Action item :: Below are some records; retype all of them exactly.

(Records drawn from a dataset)
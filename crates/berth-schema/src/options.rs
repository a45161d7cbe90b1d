use serde::{Deserialize, Serialize};
use thiserror::Error;

/// Size of the temporary write buffer when none is requested.
pub const DEFAULT_TMPFS_SIZE: u64 = 100 * 1024 * 1024;

#[derive(Debug, Error)]
pub enum OptionsError {
    #[error("container configuration is empty")]
    Empty,
    #[error("failed to parse container configuration: {0}")]
    Parse(#[from] serde_json::Error),
    #[error("container configuration must contain at least one object")]
    NoElements,
    #[error("temporaryFileSystemSize must be greater than zero")]
    ZeroTmpfsSize,
}

/// Immutable creation-time options of a container.
#[derive(Debug, Clone, Copy, Serialize, Deserialize, PartialEq, Eq)]
pub struct ContainerOptions {
    /// Writes land in an overlay upper layer instead of the shared rootfs.
    pub write_buffer: bool,
    /// Back the overlay upper layer with a tmpfs.
    pub tmpfs_write_buffer: bool,
    pub tmpfs_size: u64,
}

impl Default for ContainerOptions {
    fn default() -> Self {
        Self {
            write_buffer: false,
            tmpfs_write_buffer: false,
            tmpfs_size: DEFAULT_TMPFS_SIZE,
        }
    }
}

#[derive(Debug, Deserialize)]
#[serde(rename_all = "camelCase")]
struct RawOptions {
    #[serde(default)]
    write_buffer_enabled: bool,
    #[serde(default)]
    temporary_file_system_write_buffer_enabled: bool,
    #[serde(default = "default_tmpfs_size")]
    temporary_file_system_size: u64,
}

fn default_tmpfs_size() -> u64 {
    DEFAULT_TMPFS_SIZE
}

/// Parse the `Create` argument: a JSON array whose first object carries the
/// options. Later elements are ignored.
pub fn parse_container_options(config: &str) -> Result<ContainerOptions, OptionsError> {
    if config.trim().is_empty() {
        return Err(OptionsError::Empty);
    }
    let elements: Vec<RawOptions> = serde_json::from_str(config)?;
    let first = elements.into_iter().next().ok_or(OptionsError::NoElements)?;
    if first.temporary_file_system_size == 0 {
        return Err(OptionsError::ZeroTmpfsSize);
    }
    Ok(ContainerOptions {
        write_buffer: first.write_buffer_enabled,
        tmpfs_write_buffer: first.temporary_file_system_write_buffer_enabled,
        tmpfs_size: first.temporary_file_system_size,
    })
}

Task result ::
filename crates/berth-schema/src/options.rs
repository a45161d7cbe90b1d
use serde::{Deserialize, Serialize};
use thiserror::Error;

/// Size of the temporary write buffer when none is requested.
pub const DEFAULT_TMPFS_SIZE: u64 = 100 * 1024 * 1024;

#[derive(Debug, Error)]
pub enum OptionsError {
    #[error("container configuration is empty")]
    Empty,
    #[error("failed to parse container configuration: {0}")]
    Parse(#[from] serde_json::Error),
    #[error("container configuration must contain at least one object")]
    NoElements,
    #[error("temporaryFileSystemSize must be greater than zero")]
    ZeroTmpfsSize,
}

/// Immutable creation-time options of a container.
#[derive(Debug, Clone, Copy, Serialize, Deserialize, PartialEq, Eq)]
pub struct ContainerOptions {
    /// Writes land in an overlay upper layer instead of the shared rootfs.
    pub write_buffer: bool,
    /// Back the overlay upper layer with a tmpfs.
    pub tmpfs_write_buffer: bool,
    pub tmpfs_size: u64,
}

impl Default for ContainerOptions {
    fn default() -> Self {
        Self {
            write_buffer: false,
            tmpfs_write_buffer: false,
            tmpfs_size: DEFAULT_TMPFS_SIZE,
        }
    }
}

#[derive(Debug, Deserialize)]
#[serde(rename_all = "camelCase")]
struct RawOptions {
    #[serde(default)]
    write_buffer_enabled: bool,
    #[serde(default)]
    temporary_file_system_write_buffer_enabled: bool,
    #[serde(default = "default_tmpfs_size")]
    temporary_file_system_size: u64,
}

fn default_tmpfs_size() -> u64 {
    DEFAULT_TMPFS_SIZE
}

/// Parse the `Create` argument: a JSON array whose first object carries the
/// options. Later elements are ignored.
pub fn parse_container_options(config: &str) -> Result<ContainerOptions, OptionsError> {
    if config.trim().is_empty() {
        return Err(OptionsError::Empty);
    }
    let elements: Vec<RawOptions> = serde_json::from_str(config)?;
    let first = elements.into_iter().next().ok_or(OptionsError::NoElements)?;
    if first.temporary_file_system_size == 0 {
        return Err(OptionsError::ZeroTmpfsSize);
    }
    Ok(ContainerOptions {
        write_buffer: first.write_buffer_enabled,
        tmpfs_write_buffer: first.temporary_file_system_write_buffer_enabled,
        tmpfs_size: first.temporary_file_system_size,
    })
}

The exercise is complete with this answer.